Os filmes da família Apatow têm sofrido à grande com os títulos infelizes que lhes oferecem os portugueses. Um belo par...de patins é o pior de todos mas é preciso salientar que a qualidade do título não tem qualquer relação com a excelência do filme. Esse, é para ver.
Não é grande feito dizer que é a estreia da semana numa data em que só estreiam dois filmes mas podia bem fazer frente a muitos dos blockbusters que por aí andam a rondar. Deixo-vos as notas que estão agora publicadas no sítio habitual.
«Dos mesmos produtores de Virgem aos 40 e Um azar do caraças». A marca está registada e já é associada a uma griffe de reinventores que pegou em géneros mais mortos do que uma múmia e os tirou do caixão. Que o infeliz título português (Um belo par…de patins) não afaste o público de Forgetting Sarah Marshall, o filme que a trupe de Judd Apatow se atreveu a chamar de «a primeira comédia romântico-catastrófica». Há piadas, Marretas, musicais e nus embaraçosos. De catástrofe não sobra amostra.
Estamos conversados sobre a fórmula de sucesso que o gangue de Judd Apatow já provou ter em mãos. Pegar em subgéneros da comédia que pareciam não ver a luz ao fundo do túnel e dar-lhes uma nova roupagem carregada de pontos em comum com a vida real parece ser o trunfo para chegar à receita milionária. Um belo par…de patins não foge à regra deste livro de estilo mas, desta vez, tem um realizador estreante a comandar as operações (Nicholas Stoller) e um argumentista que acumula a função de protagonista (Jason Segel) a passar com distinção nos dois testes.
O título em inglês não engana. Do que Peter Bretter, um compositor de música para séries de televisão, precisa é de esquecer Sarah Marshall (Kristen Bell), uma actriz da moda protagonista da série Crime Scene: Scene of the crime (uma paródia aos CSIs desse mundo). A famosa loura viveu na categoria de sua namorada durante alguns anos mas, um belo dia, decidiu trocá-lo pela estrela do rock de sotaque britânico flamboyant Aldous Snow (Russel Brand).
Quando Peter, o eterno fã d’ Os Marretas com o secreto sonho de fazer um musical com bonecos, decide fazer uma lavagem à alma no solarengo Havai, a última coisa que esperava encontrar era a ex com o actual amigo.

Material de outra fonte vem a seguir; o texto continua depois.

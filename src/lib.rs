//! # lserve
//!
//! A small HTTP/1.1 static file server with per-IP rate limiting, path
//! traversal protection, gzip for text assets and directory listings.
//!
//! Each connection carries one `GET` request line and receives one response,
//! after which it is closed.
//!
//! ## Quick Start
//!
//! ```rust,no_run
//! use lserve::config::ServerConfig;
//! use lserve::server::Server;
//!
//! #[tokio::main]
//! async fn main() -> Result<(), Box<dyn std::error::Error>> {
//!     let config = ServerConfig::new(8000, ".")?;
//!     let server = Server::bind(&config).await?;
//!     println!("Listening on http://localhost:{}", server.local_addr().port());
//!     server.run().await?;
//!     Ok(())
//! }
//! ```

pub mod config;
pub mod files;
pub mod http;
pub mod logging;
pub mod security;
pub mod server;

#[cfg(test)]
mod test_support;

// ── Convenience re-exports ────────────────────────────────────────────────────
pub use config::{Args, ServerConfig};
pub use http::{Method, Response, StatusCode};
pub use server::{Server, ServerError};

Mas a tragédia acontece e tudo parece estar condenado ao desastre. Os jantares solitários, os encontros imediatos do terceiro grau com a última pessoa com quem ele gostaria de chocar e as exibições de estrelato do novo namorado são apenas alguns dos episódios que este abandonado em recuperação tem de enfrentar.
Pelo caminho, é fácil percebermos que Judd Apatow fez questão de manter a sua quadrilha por perto com participações dos habituais Paul Rudd, Jonah Hill ou Bill Hader - este último no papel do irmão de Peter que, através de videoconferências online vai tentando guiá-lo na recuperação- e que trouxe algumas novas aquisições como a de Mila Kunis no papel da recepcionista do resort que vai tirar dos eixos o homem mais depressivo daquela colónia de férias.
Podia perguntar-se: mas não será esta apenas mais uma comédia? Podia resumir-se apenas a essa condição, não fosse pelo ar fresco que a equipa que a assina consegue trazer de cada vez que se aventura num novo projecto. As referências ao humor teen estão lá e as inspirações das comédias românticas também marcam presença mas não se esgotam no humor formatado a que estamos habituados visto que, por baixo desses pontos de partida, se escondem personagens com um fundo real e muito mais para oferecer do que piadas de consumo rápido.
Claro que tal facto não invalida que os momentos de humor sejam muito bons (e são, mesmo quando no auge da sua parvoíce). Da troça à obsessão americana por séries de televisão (a inesquecível pancada n’ Os Sopranos) às passagens musicais que tocam o lado nostálgico dos mais imunes (imagine-se um adulto choroso a tocar o eternizado tema do genérico d’Os Marretas ao piano), tudo contribui para que esta mescla de desequilíbrios equilibrados resulte tão bem.
O protagonista e argumentista, Jason Segel, que, aparentemente vai mesmo fazer mais uma adaptação ao cinema d’Os Marretas, tinha criado por carolice um musical do Drácula com bonecos, projecto que acabou por ser trespassado para o personagem e acrescentado ao argumento inicial, culminando num dos melhores momentos da fita.
Um belo par…de patins é tanto um filme de estupidez machista, quanto uma película sobre um genuíno sofrimento decorrente de um desgosto amoroso. E são esses contrastes que o tiram do palheiro e o colocam na linha da frente como uma das potenciais comédias do ano. À la Judd Apatow.